Stored data

——————————

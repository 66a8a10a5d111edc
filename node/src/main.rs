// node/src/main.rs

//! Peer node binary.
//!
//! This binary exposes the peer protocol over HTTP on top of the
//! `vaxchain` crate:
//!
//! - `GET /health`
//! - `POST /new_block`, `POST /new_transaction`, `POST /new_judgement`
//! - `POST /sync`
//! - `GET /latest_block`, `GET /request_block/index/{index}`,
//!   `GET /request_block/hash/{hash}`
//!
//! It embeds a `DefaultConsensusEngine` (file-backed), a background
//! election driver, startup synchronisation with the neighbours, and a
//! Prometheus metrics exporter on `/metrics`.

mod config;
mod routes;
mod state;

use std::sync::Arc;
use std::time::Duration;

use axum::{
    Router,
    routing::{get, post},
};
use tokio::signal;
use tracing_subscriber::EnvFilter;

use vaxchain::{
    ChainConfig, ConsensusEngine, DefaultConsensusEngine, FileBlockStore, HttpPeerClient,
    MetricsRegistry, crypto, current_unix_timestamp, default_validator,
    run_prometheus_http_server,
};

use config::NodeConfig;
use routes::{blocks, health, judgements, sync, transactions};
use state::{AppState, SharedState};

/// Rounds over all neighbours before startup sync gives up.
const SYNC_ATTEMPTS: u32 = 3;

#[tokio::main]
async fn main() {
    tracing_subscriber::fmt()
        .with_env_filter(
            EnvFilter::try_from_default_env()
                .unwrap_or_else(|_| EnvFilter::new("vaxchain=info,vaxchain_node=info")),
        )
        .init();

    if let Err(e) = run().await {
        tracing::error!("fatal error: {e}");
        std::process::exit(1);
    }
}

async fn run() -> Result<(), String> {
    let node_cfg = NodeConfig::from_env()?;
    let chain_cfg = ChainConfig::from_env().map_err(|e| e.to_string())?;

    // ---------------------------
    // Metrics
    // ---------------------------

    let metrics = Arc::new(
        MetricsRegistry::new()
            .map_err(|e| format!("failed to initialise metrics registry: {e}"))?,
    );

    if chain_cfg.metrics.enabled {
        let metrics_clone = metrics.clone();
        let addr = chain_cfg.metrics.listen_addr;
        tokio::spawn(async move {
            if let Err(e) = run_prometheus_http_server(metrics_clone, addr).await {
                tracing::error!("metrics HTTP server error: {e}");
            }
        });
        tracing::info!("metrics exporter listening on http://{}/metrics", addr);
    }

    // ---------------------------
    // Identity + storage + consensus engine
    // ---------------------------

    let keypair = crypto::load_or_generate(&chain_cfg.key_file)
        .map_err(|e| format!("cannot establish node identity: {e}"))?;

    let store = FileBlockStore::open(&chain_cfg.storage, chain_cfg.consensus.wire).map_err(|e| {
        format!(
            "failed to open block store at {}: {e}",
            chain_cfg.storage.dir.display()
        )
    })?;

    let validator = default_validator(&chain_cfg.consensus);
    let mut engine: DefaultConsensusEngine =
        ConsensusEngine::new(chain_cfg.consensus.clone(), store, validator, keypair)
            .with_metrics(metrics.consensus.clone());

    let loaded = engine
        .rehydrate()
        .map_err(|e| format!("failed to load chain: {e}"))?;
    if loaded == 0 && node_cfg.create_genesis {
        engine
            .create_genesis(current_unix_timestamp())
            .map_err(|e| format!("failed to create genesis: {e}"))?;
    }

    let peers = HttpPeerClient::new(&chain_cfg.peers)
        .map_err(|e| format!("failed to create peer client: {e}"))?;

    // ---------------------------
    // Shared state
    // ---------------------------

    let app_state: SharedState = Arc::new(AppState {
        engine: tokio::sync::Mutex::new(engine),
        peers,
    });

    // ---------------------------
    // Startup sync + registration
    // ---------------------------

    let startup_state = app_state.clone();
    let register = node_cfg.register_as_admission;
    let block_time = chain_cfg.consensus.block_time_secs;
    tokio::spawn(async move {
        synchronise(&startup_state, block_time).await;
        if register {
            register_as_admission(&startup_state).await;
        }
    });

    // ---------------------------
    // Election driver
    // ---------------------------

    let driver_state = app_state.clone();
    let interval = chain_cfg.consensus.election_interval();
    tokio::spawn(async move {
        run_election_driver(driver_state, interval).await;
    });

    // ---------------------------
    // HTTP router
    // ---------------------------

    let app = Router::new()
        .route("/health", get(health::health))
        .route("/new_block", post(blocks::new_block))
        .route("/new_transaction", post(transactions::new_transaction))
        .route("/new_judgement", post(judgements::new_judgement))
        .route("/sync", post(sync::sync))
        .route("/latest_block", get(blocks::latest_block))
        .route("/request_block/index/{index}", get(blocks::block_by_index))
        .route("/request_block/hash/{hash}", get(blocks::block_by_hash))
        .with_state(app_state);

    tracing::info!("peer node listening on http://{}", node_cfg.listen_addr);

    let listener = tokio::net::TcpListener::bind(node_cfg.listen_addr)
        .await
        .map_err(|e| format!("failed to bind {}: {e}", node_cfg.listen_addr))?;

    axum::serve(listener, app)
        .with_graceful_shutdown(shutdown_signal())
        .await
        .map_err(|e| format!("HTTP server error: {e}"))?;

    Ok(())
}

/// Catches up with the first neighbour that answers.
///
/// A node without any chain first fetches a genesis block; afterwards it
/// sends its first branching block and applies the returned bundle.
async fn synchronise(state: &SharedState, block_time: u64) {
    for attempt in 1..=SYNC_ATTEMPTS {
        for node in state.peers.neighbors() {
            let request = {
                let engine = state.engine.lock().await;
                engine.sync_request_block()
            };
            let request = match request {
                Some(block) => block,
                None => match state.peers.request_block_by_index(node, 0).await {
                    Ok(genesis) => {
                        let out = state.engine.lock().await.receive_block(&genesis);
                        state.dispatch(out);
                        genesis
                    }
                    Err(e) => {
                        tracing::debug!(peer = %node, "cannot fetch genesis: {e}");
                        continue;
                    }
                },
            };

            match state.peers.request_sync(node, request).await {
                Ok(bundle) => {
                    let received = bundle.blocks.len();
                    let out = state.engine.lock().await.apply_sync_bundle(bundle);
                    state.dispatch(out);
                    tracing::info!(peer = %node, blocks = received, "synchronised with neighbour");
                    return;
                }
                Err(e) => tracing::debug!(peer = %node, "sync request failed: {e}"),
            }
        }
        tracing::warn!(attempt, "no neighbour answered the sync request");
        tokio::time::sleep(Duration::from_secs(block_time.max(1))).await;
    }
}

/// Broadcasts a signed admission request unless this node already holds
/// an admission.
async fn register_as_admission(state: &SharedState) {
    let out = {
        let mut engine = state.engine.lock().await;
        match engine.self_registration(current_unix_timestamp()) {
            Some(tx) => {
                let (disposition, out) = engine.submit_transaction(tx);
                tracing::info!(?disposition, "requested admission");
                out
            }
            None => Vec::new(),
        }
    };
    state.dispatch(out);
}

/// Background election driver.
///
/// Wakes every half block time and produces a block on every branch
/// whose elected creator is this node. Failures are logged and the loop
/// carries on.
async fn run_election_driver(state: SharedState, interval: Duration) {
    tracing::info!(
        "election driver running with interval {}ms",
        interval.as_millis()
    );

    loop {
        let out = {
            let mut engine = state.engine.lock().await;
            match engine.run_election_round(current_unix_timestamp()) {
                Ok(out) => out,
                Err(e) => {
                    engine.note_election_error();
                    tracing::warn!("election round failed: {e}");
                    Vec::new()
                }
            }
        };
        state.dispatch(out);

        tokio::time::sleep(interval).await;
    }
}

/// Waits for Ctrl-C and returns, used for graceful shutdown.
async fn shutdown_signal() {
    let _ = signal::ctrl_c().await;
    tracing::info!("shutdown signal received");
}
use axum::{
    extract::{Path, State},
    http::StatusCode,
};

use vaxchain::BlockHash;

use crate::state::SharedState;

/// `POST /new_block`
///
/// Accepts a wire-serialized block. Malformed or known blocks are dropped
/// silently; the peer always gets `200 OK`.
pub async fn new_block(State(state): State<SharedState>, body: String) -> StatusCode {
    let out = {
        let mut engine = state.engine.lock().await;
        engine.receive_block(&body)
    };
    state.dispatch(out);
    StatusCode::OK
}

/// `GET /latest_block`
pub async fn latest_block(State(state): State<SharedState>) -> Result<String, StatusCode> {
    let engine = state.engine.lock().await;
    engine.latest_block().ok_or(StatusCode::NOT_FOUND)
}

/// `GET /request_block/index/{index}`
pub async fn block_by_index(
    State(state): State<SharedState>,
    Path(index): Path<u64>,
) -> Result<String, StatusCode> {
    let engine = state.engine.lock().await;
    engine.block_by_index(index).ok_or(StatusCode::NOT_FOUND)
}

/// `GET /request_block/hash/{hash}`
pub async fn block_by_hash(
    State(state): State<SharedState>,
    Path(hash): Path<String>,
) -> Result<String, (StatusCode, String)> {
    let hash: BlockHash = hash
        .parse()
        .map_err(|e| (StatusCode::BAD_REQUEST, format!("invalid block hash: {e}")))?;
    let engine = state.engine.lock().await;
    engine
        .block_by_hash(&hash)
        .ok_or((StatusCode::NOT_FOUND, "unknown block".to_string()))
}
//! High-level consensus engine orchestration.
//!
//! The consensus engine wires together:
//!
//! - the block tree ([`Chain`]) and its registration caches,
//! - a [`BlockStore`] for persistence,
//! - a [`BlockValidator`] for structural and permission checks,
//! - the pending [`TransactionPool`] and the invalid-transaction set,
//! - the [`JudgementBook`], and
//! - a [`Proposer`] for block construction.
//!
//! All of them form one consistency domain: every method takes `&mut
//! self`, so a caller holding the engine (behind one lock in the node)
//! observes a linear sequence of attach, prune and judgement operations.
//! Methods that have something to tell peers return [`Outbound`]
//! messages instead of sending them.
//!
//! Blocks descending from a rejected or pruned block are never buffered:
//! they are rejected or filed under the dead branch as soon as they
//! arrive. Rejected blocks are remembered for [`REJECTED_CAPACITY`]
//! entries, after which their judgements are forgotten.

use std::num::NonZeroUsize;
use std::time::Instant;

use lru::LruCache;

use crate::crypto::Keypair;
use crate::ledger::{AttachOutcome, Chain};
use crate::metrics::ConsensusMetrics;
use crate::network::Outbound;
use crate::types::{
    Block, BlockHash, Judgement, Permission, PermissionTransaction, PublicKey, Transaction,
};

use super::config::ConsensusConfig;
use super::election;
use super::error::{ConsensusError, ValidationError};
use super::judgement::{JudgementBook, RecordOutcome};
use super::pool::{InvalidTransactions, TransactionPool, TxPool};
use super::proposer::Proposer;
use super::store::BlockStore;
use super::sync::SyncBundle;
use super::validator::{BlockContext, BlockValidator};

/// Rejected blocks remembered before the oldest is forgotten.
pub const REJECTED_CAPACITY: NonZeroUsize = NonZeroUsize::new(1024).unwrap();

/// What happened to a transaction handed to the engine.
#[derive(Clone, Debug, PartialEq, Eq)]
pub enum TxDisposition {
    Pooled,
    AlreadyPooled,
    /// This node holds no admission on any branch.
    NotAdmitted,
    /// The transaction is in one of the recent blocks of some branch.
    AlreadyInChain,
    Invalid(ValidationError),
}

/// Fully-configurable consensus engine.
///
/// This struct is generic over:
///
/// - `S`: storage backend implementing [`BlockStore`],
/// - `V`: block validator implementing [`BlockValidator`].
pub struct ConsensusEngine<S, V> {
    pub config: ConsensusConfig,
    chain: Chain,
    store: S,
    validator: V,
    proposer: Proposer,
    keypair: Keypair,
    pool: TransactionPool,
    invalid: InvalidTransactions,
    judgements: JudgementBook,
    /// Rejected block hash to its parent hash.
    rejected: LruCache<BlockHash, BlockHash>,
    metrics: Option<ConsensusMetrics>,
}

——————————

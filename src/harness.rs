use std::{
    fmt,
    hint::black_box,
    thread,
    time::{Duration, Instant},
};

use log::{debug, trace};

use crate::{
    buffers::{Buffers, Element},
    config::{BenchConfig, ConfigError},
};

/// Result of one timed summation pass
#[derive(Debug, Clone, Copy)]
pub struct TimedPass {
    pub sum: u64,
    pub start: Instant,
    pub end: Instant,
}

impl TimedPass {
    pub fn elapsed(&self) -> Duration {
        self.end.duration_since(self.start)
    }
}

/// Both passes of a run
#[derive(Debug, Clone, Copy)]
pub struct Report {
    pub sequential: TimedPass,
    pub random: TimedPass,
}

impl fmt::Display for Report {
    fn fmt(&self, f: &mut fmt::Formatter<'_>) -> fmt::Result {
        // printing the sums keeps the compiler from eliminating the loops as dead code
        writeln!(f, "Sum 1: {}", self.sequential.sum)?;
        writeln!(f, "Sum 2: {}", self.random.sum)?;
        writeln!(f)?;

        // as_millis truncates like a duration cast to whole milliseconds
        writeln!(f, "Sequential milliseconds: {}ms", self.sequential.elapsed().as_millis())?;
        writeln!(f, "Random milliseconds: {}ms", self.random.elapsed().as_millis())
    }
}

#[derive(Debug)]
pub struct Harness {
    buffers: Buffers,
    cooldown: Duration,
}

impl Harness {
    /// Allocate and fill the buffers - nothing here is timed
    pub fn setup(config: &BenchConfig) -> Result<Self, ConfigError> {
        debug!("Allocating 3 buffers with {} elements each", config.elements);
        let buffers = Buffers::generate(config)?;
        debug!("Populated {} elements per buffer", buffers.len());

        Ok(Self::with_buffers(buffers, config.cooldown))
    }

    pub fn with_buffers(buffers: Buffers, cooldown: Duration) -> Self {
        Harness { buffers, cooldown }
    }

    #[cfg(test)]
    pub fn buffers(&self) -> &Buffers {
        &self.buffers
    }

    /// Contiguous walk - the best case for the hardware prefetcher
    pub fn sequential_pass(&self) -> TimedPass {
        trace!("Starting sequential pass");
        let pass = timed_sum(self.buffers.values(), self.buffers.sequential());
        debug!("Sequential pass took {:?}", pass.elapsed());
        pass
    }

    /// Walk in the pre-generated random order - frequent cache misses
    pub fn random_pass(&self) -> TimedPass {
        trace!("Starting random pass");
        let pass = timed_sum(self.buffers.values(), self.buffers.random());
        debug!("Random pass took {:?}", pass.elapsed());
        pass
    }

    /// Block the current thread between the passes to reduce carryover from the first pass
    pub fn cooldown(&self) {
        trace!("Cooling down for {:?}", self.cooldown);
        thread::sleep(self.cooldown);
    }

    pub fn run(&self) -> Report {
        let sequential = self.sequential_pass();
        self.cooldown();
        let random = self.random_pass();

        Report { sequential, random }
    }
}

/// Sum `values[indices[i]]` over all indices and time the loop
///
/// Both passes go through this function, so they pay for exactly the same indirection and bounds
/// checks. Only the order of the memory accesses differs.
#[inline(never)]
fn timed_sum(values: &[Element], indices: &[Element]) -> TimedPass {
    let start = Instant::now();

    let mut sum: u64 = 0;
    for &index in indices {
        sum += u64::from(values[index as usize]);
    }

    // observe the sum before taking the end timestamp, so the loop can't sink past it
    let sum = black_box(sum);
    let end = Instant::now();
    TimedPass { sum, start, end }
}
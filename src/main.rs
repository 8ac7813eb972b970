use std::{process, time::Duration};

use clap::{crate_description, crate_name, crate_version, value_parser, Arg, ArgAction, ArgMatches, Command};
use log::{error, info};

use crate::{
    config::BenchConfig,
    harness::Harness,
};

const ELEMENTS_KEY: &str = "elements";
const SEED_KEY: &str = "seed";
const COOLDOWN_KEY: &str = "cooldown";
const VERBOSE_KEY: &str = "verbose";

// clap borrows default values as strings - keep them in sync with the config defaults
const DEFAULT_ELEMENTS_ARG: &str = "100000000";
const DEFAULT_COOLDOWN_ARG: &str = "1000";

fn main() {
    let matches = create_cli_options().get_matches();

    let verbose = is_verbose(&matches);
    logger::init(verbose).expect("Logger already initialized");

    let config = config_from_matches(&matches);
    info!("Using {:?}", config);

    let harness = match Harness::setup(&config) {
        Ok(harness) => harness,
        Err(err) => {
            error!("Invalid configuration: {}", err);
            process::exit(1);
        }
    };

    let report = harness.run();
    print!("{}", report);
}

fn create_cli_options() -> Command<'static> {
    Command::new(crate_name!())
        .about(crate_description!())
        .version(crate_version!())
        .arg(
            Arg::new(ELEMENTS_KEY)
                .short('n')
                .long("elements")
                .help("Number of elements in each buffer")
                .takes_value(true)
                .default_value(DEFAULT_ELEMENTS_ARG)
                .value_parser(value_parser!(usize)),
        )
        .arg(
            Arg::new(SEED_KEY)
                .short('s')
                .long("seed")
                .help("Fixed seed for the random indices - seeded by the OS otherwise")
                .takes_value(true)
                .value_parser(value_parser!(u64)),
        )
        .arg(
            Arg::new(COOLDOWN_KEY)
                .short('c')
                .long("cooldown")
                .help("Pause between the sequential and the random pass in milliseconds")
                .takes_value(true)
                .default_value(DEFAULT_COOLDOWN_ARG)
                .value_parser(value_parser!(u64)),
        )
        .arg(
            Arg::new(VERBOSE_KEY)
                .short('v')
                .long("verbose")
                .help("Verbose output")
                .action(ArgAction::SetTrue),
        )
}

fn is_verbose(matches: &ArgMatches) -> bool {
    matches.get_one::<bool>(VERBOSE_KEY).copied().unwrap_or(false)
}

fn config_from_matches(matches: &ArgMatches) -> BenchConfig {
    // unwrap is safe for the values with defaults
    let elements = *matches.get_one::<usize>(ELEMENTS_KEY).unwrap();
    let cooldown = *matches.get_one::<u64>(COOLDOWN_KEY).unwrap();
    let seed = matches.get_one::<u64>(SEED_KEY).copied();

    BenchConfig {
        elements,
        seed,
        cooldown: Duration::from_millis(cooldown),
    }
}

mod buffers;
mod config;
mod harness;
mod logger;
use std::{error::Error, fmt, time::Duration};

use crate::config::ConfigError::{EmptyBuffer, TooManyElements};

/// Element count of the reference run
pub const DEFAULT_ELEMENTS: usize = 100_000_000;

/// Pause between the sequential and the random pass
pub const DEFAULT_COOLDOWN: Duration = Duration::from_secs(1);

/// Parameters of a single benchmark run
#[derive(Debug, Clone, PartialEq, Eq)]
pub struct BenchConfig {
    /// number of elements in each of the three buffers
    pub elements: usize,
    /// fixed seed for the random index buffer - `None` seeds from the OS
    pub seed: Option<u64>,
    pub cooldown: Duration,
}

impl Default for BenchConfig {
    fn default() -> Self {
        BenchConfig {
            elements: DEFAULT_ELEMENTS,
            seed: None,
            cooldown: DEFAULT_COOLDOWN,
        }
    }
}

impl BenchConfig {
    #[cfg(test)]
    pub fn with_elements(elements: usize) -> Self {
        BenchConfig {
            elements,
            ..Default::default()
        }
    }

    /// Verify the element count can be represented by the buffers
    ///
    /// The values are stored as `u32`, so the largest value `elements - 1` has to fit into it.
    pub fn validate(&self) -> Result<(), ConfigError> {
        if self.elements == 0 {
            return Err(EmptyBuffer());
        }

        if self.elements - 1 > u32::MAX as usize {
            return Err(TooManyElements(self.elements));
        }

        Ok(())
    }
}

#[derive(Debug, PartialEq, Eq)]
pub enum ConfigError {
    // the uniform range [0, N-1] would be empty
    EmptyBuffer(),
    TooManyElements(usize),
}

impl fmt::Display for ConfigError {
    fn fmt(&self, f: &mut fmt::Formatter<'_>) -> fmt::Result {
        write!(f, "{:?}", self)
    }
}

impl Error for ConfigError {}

——————————

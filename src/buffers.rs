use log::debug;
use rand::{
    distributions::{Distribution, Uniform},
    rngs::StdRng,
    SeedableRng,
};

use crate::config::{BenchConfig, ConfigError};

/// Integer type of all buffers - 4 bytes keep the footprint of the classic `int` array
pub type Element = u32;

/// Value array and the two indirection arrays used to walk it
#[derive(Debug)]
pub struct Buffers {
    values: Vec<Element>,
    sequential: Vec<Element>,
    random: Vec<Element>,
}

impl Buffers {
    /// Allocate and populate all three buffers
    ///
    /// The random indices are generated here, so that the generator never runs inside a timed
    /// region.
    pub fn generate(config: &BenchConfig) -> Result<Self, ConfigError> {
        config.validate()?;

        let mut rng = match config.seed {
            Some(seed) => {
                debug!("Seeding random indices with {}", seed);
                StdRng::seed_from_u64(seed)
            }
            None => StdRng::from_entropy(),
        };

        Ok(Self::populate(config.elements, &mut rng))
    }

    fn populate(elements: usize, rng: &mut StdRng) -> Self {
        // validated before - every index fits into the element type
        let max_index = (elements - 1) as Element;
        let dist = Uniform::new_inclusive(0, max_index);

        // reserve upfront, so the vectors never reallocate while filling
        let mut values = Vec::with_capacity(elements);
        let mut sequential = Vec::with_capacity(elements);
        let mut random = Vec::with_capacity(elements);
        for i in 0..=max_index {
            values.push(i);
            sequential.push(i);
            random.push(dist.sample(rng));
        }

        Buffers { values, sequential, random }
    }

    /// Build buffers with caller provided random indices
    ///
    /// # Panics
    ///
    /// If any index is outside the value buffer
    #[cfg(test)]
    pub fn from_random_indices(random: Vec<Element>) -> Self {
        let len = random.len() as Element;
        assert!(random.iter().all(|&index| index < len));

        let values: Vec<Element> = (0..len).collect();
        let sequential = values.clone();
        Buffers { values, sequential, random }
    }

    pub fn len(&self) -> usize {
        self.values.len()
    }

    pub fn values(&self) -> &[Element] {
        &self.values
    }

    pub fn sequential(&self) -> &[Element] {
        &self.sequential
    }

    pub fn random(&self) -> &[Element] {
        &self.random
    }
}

——————————

:: TASK PROMPT ::
Produce only the lines from the line containing "repository 66a8a10a5d111edc" through the line containing "neighbours, and a", inclusive of both, exactly as they stand in the entries above.

:: OUTPUT BELOW ::
repository 66a8a10a5d111edc
filename node/src/main.rs
// node/src/main.rs

//! Peer node binary.
//!
//! This binary exposes the peer protocol over HTTP on top of the
//! `vaxchain` crate:
//!
//! - `GET /health`
//! - `POST /new_block`, `POST /new_transaction`, `POST /new_judgement`
//! - `POST /sync`
//! - `GET /latest_block`, `GET /request_block/index/{index}`,
//!   `GET /request_block/hash/{hash}`
//!
//! It embeds a `DefaultConsensusEngine` (file-backed), a background
//! election driver, startup synchronisation with the neighbours, and a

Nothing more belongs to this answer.